### Task data ###

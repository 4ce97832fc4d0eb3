//! # Money Module
//!
//! Provides the `Money` type for handling monetary values safely.
//!
//! ## Why Integer Money?
//! ```text
//! ┌─────────────────────────────────────────────────────────────────────────┐
//! │  THE FLOATING POINT PROBLEM                                             │
//! │                                                                         │
//! │  In JavaScript/floating point:                                          │
//! │    0.1 + 0.2 = 0.30000000000000004  ❌ WRONG!                           │
//! │                                                                         │
//! │  A bill's subTotal is Σ(total / (1 + gst/100)) — a division that        │
//! │  must still satisfy subTotal + totalGst == grandTotal exactly.          │
//! │                                                                         │
//! │  OUR SOLUTION: Integer Paise                                            │
//! │    The GST-exclusive base is rounded once, and the GST portion is       │
//! │    defined as the exact complement (total − base), so the bill          │
//! │    arithmetic invariant holds without any floating tolerance.           │
//! └─────────────────────────────────────────────────────────────────────────┘
//! ```
//!
//! ## Usage
//! ```rust
//! use aushadhi_core::money::Money;
//!
//! // Create from paise (preferred)
//! let mrp = Money::from_paise(4550); // ₹45.50
//!
//! // Arithmetic operations
//! let line_total = mrp.multiply_quantity(3);        // ₹136.50
//! let with_fee = mrp + Money::from_paise(500);      // ₹50.50
//! ```

use serde::{Deserialize, Serialize};
use std::fmt;
use std::ops::{Add, AddAssign, Mul, Sub, SubAssign};
use ts_rs::TS;

use crate::types::GstRate;

// =============================================================================
// Money Type
// =============================================================================

/// Represents a monetary value in the smallest currency unit (paise).
///
/// ## Design Decisions
/// - **i64 (signed)**: Allows negative values for adjustments and balances
/// - **Single field tuple struct**: Zero-cost abstraction over i64
/// - **Derives**: Full serde support for JSON serialization (plain number)
#[derive(Debug, Clone, Copy, PartialEq, Eq, PartialOrd, Ord, Hash, Serialize, Deserialize, TS)]
#[ts(export)]
pub struct Money(i64);

impl Money {
    /// Creates a Money value from paise (the smallest currency unit).
    ///
    /// ## Example
    /// ```rust
    /// use aushadhi_core::money::Money;
    ///
    /// let mrp = Money::from_paise(4550); // Represents ₹45.50
    /// assert_eq!(mrp.paise(), 4550);
    /// ```
    #[inline]
    pub const fn from_paise(paise: i64) -> Self {
        Money(paise)
    }

    /// Creates a Money value from major and minor units (rupees and paise).
    ///
    /// ## Note
    /// For negative amounts, only the major unit should be negative.
    /// `from_rupees(-5, 50)` = -₹5.50, not -₹4.50
    #[inline]
    pub const fn from_rupees(rupees: i64, paise: i64) -> Self {
        if rupees < 0 {
            Money(rupees * 100 - paise)
        } else {
            Money(rupees * 100 + paise)
        }
    }

    /// Returns the value in paise (smallest currency unit).
    #[inline]
    pub const fn paise(&self) -> i64 {
        self.0
    }

    /// Returns the major unit (rupees) portion.
    #[inline]
    pub const fn rupees(&self) -> i64 {
        self.0 / 100
    }

    /// Returns the minor unit (paise) portion (always 0-99).
    #[inline]
    pub const fn paise_part(&self) -> i64 {
        (self.0 % 100).abs()
    }

    /// Zero money value.
    #[inline]
    pub const fn zero() -> Self {
        Money(0)
    }

    /// Checks if the value is zero.
    #[inline]
    pub const fn is_zero(&self) -> bool {
        self.0 == 0
    }

    /// Checks if the value is negative (less than zero).
    #[inline]
    pub const fn is_negative(&self) -> bool {
        self.0 < 0
    }

    /// Returns the absolute value.
    #[inline]
    pub const fn abs(&self) -> Self {
        Money(self.0.abs())
    }

    /// Multiplies money by a quantity.
    ///
    /// ## Example
    /// ```rust
    /// use aushadhi_core::money::Money;
    ///
    /// let mrp = Money::from_paise(1250); // ₹12.50
    /// let line_total = mrp.multiply_quantity(4);
    /// assert_eq!(line_total.paise(), 5000); // ₹50.00
    /// ```
    #[inline]
    pub const fn multiply_quantity(&self, qty: i64) -> Self {
        Money(self.0 * qty)
    }

    /// Splits a GST-inclusive amount into its tax-exclusive base.
    ///
    /// MRPs are GST-inclusive, so a line total of ₹112.00 at 12% GST is
    /// ₹100.00 of base value plus ₹12.00 of tax. The base is
    /// `total / (1 + rate)` computed in integer math with round-half-up.
    ///
    /// ## Implementation
    /// `(paise × 10000 + denom/2) / denom` where `denom = 10000 + bps`.
    /// i128 intermediates prevent overflow on large amounts.
    ///
    /// ## Example
    /// ```rust
    /// use aushadhi_core::money::Money;
    /// use aushadhi_core::types::GstRate;
    ///
    /// let total = Money::from_paise(11200); // ₹112.00 GST-inclusive
    /// let rate = GstRate::from_percentage(12.0);
    ///
    /// assert_eq!(total.excluding_gst(rate).paise(), 10000); // ₹100.00
    /// assert_eq!(total.gst_portion(rate).paise(), 1200);    // ₹12.00
    /// ```
    pub fn excluding_gst(&self, rate: GstRate) -> Money {
        let denom = 10_000_i128 + rate.bps() as i128;
        let base = (self.0 as i128 * 10_000 + denom / 2) / denom;
        Money(base as i64)
    }

    /// The GST share of a GST-inclusive amount.
    ///
    /// Defined as the exact complement of [`Money::excluding_gst`], so
    /// `excluding_gst(r) + gst_portion(r) == self` always holds.
    #[inline]
    pub fn gst_portion(&self, rate: GstRate) -> Money {
        *self - self.excluding_gst(rate)
    }
}

// =============================================================================
// Trait Implementations
// =============================================================================

/// Display implementation shows money in a human-readable format.
///
/// ## Note
/// This is for debugging and logs. Use frontend formatting for actual UI
/// display to handle localization properly.
impl fmt::Display for Money {
    fn fmt(&self, f: &mut fmt::Formatter<'_>) -> fmt::Result {
        let sign = if self.0 < 0 { "-" } else { "" };
        write!(f, "{}₹{}.{:02}", sign, self.rupees().abs(), self.paise_part())
    }
}

/// Default money is zero.
impl Default for Money {
    fn default() -> Self {
        Money::zero()
    }
}

impl Add for Money {
    type Output = Self;

    #[inline]
    fn add(self, other: Self) -> Self {
        Money(self.0 + other.0)
    }
}

impl AddAssign for Money {
    #[inline]
    fn add_assign(&mut self, other: Self) {
        self.0 += other.0;
    }
}

impl Sub for Money {
    type Output = Self;

    #[inline]
    fn sub(self, other: Self) -> Self {
        Money(self.0 - other.0)
    }
}

impl SubAssign for Money {
    #[inline]
    fn sub_assign(&mut self, other: Self) {
        self.0 -= other.0;
    }
}

/// Multiplication by i64 (for quantity calculations).
impl Mul<i64> for Money {
    type Output = Self;

    #[inline]
    fn mul(self, qty: i64) -> Self {
        Money(self.0 * qty)
    }
}

// =============================================================================
// Unit Tests
// =============================================================================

###

:: Work instructions ::
Nothing but an exact repetition of the entries is expected here.

:: Exercise response ::
repository 4ce97832fc4d0eb3
//! # Money Module
//!
//! Provides the `Money` type for handling monetary values safely.
//!
//! ## Why Integer Money?
//! ```text
//! ┌─────────────────────────────────────────────────────────────────────────┐
//! │  THE FLOATING POINT PROBLEM                                             │
//! │                                                                         │
//! │  In JavaScript/floating point:                                          │
//! │    0.1 + 0.2 = 0.30000000000000004  ❌ WRONG!                           │
//! │                                                                         │
//! │  A bill's subTotal is Σ(total / (1 + gst/100)) — a division that        │
//! │  must still satisfy subTotal + totalGst == grandTotal exactly.          │
//! │                                                                         │
//! │  OUR SOLUTION: Integer Paise                                            │
//! │    The GST-exclusive base is rounded once, and the GST portion is       │
//! │    defined as the exact complement (total − base), so the bill          │
//! │    arithmetic invariant holds without any floating tolerance.           │
//! └─────────────────────────────────────────────────────────────────────────┘
//! ```
//!
//! ## Usage
//! ```rust
//! use aushadhi_core::money::Money;
//!
//! // Create from paise (preferred)
//! let mrp = Money::from_paise(4550); // ₹45.50
//!
//! // Arithmetic operations
//! let line_total = mrp.multiply_quantity(3);        // ₹136.50
//! let with_fee = mrp + Money::from_paise(500);      // ₹50.50
//! ```

use serde::{Deserialize, Serialize};
use std::fmt;
use std::ops::{Add, AddAssign, Mul, Sub, SubAssign};
use ts_rs::TS;

use crate::types::GstRate;

// =============================================================================
// Money Type
// =============================================================================

/// Represents a monetary value in the smallest currency unit (paise).
///
/// ## Design Decisions
/// - **i64 (signed)**: Allows negative values for adjustments and balances
/// - **Single field tuple struct**: Zero-cost abstraction over i64
/// - **Derives**: Full serde support for JSON serialization (plain number)
#[derive(Debug, Clone, Copy, PartialEq, Eq, PartialOrd, Ord, Hash, Serialize, Deserialize, TS)]
#[ts(export)]
pub struct Money(i64);

impl Money {
    /// Creates a Money value from paise (the smallest currency unit).
    ///
    /// ## Example
    /// ```rust
    /// use aushadhi_core::money::Money;
    ///
    /// let mrp = Money::from_paise(4550); // Represents ₹45.50
    /// assert_eq!(mrp.paise(), 4550);
    /// ```
    #[inline]
    pub const fn from_paise(paise: i64) -> Self {
        Money(paise)
    }

    /// Creates a Money value from major and minor units (rupees and paise).
    ///
    /// ## Note
    /// For negative amounts, only the major unit should be negative.
    /// `from_rupees(-5, 50)` = -₹5.50, not -₹4.50
    #[inline]
    pub const fn from_rupees(rupees: i64, paise: i64) -> Self {
        if rupees < 0 {
            Money(rupees * 100 - paise)
        } else {
            Money(rupees * 100 + paise)
        }
    }

    /// Returns the value in paise (smallest currency unit).
    #[inline]
    pub const fn paise(&self) -> i64 {
        self.0
    }

    /// Returns the major unit (rupees) portion.
    #[inline]
    pub const fn rupees(&self) -> i64 {
        self.0 / 100
    }

    /// Returns the minor unit (paise) portion (always 0-99).
    #[inline]
    pub const fn paise_part(&self) -> i64 {
        (self.0 % 100).abs()
    }

    /// Zero money value.
    #[inline]
    pub const fn zero() -> Self {
        Money(0)
    }

    /// Checks if the value is zero.
    #[inline]
    pub const fn is_zero(&self) -> bool {
        self.0 == 0
    }

    /// Checks if the value is negative (less than zero).
    #[inline]
    pub const fn is_negative(&self) -> bool {
        self.0 < 0
    }

    /// Returns the absolute value.
    #[inline]
    pub const fn abs(&self) -> Self {
        Money(self.0.abs())
    }

    /// Multiplies money by a quantity.
    ///
    /// ## Example
    /// ```rust
    /// use aushadhi_core::money::Money;
    ///
    /// let mrp = Money::from_paise(1250); // ₹12.50
    /// let line_total = mrp.multiply_quantity(4);
    /// assert_eq!(line_total.paise(), 5000); // ₹50.00
    /// ```
    #[inline]
    pub const fn multiply_quantity(&self, qty: i64) -> Self {
        Money(self.0 * qty)
    }

    /// Splits a GST-inclusive amount into its tax-exclusive base.
    ///
    /// MRPs are GST-inclusive, so a line total of ₹112.00 at 12% GST is
    /// ₹100.00 of base value plus ₹12.00 of tax. The base is
    /// `total / (1 + rate)` computed in integer math with round-half-up.
    ///
    /// ## Implementation
    /// `(paise × 10000 + denom/2) / denom` where `denom = 10000 + bps`.
    /// i128 intermediates prevent overflow on large amounts.
    ///
    /// ## Example
    /// ```rust
    /// use aushadhi_core::money::Money;
    /// use aushadhi_core::types::GstRate;
    ///
    /// let total = Money::from_paise(11200); // ₹112.00 GST-inclusive
    /// let rate = GstRate::from_percentage(12.0);
    ///
    /// assert_eq!(total.excluding_gst(rate).paise(), 10000); // ₹100.00
    /// assert_eq!(total.gst_portion(rate).paise(), 1200);    // ₹12.00
    /// ```
    pub fn excluding_gst(&self, rate: GstRate) -> Money {
        let denom = 10_000_i128 + rate.bps() as i128;
        let base = (self.0 as i128 * 10_000 + denom / 2) / denom;
        Money(base as i64)
    }

    /// The GST share of a GST-inclusive amount.
    ///
    /// Defined as the exact complement of [`Money::excluding_gst`], so
    /// `excluding_gst(r) + gst_portion(r) == self` always holds.
    #[inline]
    pub fn gst_portion(&self, rate: GstRate) -> Money {
        *self - self.excluding_gst(rate)
    }
}

// =============================================================================
// Trait Implementations
// =============================================================================

/// Display implementation shows money in a human-readable format.
///
/// ## Note
/// This is for debugging and logs. Use frontend formatting for actual UI
/// display to handle localization properly.
impl fmt::Display for Money {
    fn fmt(&self, f: &mut fmt::Formatter<'_>) -> fmt::Result {
        let sign = if self.0 < 0 { "-" } else { "" };
        write!(f, "{}₹{}.{:02}", sign, self.rupees().abs(), self.paise_part())
    }
}

/// Default money is zero.
impl Default for Money {
    fn default() -> Self {
        Money::zero()
    }
}

impl Add for Money {
    type Output = Self;

    #[inline]
    fn add(self, other: Self) -> Self {
        Money(self.0 + other.0)
    }
}

impl AddAssign for Money {
    #[inline]
    fn add_assign(&mut self, other: Self) {
        self.0 += other.0;
    }
}

impl Sub for Money {
    type Output = Self;

    #[inline]
    fn sub(self, other: Self) -> Self {
        Money(self.0 - other.0)
    }
}

impl SubAssign for Money {
    #[inline]
    fn sub_assign(&mut self, other: Self) {
        self.0 -= other.0;
    }
}

/// Multiplication by i64 (for quantity calculations).
impl Mul<i64> for Money {
    type Output = Self;

    #[inline]
    fn mul(self, qty: i64) -> Self {
        Money(self.0 * qty)
    }
}

// =============================================================================
// Unit Tests
// =============================================================================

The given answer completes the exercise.